• [Exercise]: In the listing below, find the line that contains "if let Some(worker)" and the line that contains "clock was armed.". Quote both and every line between them, exactly, and nothing more.

'''

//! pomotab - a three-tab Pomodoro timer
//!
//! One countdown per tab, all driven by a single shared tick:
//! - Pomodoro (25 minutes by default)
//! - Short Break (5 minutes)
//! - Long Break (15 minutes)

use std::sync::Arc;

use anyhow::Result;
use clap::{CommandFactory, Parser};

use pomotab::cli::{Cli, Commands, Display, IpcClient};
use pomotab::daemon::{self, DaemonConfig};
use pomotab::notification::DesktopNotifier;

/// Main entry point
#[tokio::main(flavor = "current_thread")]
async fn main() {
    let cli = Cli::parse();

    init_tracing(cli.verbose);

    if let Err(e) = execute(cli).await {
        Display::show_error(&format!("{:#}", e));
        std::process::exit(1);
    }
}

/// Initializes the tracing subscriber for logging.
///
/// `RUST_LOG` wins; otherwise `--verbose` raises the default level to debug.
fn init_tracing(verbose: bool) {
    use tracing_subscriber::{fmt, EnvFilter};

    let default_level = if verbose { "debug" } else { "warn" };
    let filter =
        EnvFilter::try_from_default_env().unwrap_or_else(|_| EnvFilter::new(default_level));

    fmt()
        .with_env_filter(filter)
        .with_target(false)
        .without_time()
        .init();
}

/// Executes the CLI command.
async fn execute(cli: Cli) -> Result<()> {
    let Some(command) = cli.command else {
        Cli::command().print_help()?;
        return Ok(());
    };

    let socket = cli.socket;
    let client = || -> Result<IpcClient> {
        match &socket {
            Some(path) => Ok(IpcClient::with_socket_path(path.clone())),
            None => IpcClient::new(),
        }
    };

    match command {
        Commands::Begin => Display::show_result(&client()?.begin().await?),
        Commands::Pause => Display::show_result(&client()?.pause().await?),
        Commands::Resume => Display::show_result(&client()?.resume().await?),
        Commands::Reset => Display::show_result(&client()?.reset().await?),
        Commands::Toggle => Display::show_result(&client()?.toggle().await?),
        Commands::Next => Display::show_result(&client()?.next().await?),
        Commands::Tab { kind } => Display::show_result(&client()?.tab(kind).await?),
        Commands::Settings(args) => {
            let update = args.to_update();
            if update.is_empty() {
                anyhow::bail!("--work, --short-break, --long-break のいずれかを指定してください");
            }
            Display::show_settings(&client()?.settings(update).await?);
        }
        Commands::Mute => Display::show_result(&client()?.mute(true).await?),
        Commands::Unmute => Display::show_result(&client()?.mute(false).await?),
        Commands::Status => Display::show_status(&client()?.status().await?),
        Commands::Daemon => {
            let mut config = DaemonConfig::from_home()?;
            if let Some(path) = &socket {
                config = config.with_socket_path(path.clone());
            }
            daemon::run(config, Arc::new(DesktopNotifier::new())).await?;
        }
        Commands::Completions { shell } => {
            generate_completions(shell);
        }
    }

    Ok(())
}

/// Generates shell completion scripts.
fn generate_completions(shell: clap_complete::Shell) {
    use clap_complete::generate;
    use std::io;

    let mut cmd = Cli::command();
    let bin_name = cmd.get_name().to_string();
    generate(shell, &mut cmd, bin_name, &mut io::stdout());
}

'''
'''

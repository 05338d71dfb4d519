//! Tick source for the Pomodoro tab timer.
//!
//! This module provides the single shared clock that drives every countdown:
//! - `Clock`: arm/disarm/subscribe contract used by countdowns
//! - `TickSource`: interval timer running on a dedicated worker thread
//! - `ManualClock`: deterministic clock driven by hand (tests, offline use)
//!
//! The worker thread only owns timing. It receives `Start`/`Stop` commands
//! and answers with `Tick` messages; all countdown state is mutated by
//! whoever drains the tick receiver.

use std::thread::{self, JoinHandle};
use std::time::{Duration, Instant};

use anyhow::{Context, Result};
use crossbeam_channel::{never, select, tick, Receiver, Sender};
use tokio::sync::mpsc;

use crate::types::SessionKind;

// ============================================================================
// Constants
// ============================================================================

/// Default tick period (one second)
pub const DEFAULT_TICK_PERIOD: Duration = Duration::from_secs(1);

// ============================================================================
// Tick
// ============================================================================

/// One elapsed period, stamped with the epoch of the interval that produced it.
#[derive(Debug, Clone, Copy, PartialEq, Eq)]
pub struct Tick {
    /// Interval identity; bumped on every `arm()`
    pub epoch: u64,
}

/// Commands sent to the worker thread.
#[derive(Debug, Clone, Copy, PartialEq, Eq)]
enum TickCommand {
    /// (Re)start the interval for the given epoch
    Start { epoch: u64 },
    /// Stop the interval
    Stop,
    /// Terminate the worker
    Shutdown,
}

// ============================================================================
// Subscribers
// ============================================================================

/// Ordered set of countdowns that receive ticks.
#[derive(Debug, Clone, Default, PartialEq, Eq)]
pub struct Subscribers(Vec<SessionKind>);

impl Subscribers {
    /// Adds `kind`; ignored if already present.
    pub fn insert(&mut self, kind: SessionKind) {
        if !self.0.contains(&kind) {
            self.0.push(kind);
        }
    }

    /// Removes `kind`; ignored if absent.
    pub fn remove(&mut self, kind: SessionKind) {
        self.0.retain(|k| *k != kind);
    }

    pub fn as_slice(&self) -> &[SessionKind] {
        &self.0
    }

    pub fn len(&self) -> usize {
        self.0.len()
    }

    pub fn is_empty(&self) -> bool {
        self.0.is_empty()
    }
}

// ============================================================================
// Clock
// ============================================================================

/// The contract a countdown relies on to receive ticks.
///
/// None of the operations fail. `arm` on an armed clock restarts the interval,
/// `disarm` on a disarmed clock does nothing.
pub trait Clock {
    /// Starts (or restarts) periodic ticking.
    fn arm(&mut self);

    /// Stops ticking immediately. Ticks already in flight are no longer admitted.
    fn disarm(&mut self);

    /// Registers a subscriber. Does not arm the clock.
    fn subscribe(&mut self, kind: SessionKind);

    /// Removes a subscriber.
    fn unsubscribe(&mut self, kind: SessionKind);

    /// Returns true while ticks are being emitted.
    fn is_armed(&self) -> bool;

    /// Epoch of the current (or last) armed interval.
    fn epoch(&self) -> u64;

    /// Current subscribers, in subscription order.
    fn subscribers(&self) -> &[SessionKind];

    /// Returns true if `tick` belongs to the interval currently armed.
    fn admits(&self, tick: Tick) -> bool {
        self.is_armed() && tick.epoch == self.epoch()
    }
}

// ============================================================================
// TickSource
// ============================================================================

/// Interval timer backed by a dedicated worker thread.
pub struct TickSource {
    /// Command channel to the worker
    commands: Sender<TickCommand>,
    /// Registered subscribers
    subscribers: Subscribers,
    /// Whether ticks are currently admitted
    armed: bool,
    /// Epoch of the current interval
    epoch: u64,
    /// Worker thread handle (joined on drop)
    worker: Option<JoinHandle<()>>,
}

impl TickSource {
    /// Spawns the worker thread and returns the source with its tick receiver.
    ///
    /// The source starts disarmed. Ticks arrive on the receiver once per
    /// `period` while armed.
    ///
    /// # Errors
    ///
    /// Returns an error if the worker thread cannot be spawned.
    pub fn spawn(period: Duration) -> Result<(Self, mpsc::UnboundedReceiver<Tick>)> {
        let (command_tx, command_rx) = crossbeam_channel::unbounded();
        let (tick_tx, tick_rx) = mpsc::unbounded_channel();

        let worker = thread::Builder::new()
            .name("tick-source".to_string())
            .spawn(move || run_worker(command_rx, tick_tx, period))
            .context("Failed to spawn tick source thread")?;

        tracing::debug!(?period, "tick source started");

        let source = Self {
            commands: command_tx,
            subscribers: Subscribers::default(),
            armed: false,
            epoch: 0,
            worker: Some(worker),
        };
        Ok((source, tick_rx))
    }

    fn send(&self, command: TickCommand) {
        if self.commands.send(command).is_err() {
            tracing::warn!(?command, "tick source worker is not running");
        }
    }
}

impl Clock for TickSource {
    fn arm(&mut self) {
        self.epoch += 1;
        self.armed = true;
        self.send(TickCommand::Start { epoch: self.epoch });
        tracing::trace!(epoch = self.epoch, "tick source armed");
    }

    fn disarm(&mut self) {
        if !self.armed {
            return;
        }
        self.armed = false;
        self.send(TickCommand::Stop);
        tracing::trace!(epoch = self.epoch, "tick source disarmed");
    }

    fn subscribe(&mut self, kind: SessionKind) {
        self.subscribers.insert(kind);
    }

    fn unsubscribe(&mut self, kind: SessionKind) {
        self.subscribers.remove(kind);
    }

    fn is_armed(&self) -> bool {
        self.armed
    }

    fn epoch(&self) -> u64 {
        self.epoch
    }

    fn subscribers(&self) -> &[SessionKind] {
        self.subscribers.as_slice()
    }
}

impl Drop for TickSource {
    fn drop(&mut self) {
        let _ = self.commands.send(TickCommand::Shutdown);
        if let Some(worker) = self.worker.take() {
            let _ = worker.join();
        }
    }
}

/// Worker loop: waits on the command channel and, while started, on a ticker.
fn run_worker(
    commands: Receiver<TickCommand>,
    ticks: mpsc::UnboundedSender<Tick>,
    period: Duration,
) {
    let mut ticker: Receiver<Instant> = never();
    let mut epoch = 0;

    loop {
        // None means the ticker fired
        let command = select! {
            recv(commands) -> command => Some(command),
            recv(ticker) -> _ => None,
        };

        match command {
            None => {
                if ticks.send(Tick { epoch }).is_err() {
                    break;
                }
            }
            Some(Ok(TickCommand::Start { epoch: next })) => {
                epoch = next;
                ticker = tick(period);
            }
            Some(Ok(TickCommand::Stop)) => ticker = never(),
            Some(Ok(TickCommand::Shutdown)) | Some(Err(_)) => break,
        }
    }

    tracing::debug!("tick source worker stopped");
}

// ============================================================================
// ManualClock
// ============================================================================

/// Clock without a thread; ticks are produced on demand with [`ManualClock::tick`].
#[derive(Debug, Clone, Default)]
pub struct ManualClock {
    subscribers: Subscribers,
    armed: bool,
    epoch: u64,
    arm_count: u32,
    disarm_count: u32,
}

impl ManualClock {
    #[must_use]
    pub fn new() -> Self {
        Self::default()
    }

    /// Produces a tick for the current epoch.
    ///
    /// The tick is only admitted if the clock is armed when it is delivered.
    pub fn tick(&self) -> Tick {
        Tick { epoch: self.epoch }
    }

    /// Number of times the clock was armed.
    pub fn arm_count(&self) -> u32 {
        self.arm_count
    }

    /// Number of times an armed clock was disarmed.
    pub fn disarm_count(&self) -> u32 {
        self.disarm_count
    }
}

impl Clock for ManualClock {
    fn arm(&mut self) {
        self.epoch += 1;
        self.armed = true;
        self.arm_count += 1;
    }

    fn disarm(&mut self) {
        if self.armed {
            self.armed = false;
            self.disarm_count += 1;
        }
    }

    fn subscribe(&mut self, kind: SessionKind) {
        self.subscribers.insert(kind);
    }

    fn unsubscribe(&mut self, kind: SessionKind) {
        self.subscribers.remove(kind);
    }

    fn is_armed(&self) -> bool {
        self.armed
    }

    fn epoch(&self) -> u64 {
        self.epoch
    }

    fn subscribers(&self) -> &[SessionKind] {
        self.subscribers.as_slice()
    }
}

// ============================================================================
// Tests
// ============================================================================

'''

• [Response]:
        if let Some(worker) = self.worker.take() {
            let _ = worker.join();
        }
    }
}

/// Worker loop: waits on the command channel and, while started, on a ticker.
fn run_worker(
    commands: Receiver<TickCommand>,
    ticks: mpsc::UnboundedSender<Tick>,
    period: Duration,
) {
    let mut ticker: Receiver<Instant> = never();
    let mut epoch = 0;

    loop {
        // None means the ticker fired
        let command = select! {
            recv(commands) -> command => Some(command),
            recv(ticker) -> _ => None,
        };

        match command {
            None => {
                if ticks.send(Tick { epoch }).is_err() {
                    break;
                }
            }
            Some(Ok(TickCommand::Start { epoch: next })) => {
                epoch = next;
                ticker = tick(period);
            }
            Some(Ok(TickCommand::Stop)) => ticker = never(),
            Some(Ok(TickCommand::Shutdown)) | Some(Err(_)) => break,
        }
    }

    tracing::debug!("tick source worker stopped");
}

// ============================================================================
// ManualClock
// ============================================================================

/// Clock without a thread; ticks are produced on demand with [`ManualClock::tick`].
#[derive(Debug, Clone, Default)]
pub struct ManualClock {
    subscribers: Subscribers,
    armed: bool,
    epoch: u64,
    arm_count: u32,
    disarm_count: u32,
}

impl ManualClock {
    #[must_use]
    pub fn new() -> Self {
        Self::default()
    }

    /// Produces a tick for the current epoch.
    ///
    /// The tick is only admitted if the clock is armed when it is delivered.
    pub fn tick(&self) -> Tick {
        Tick { epoch: self.epoch }
    }

    /// Number of times the clock was armed.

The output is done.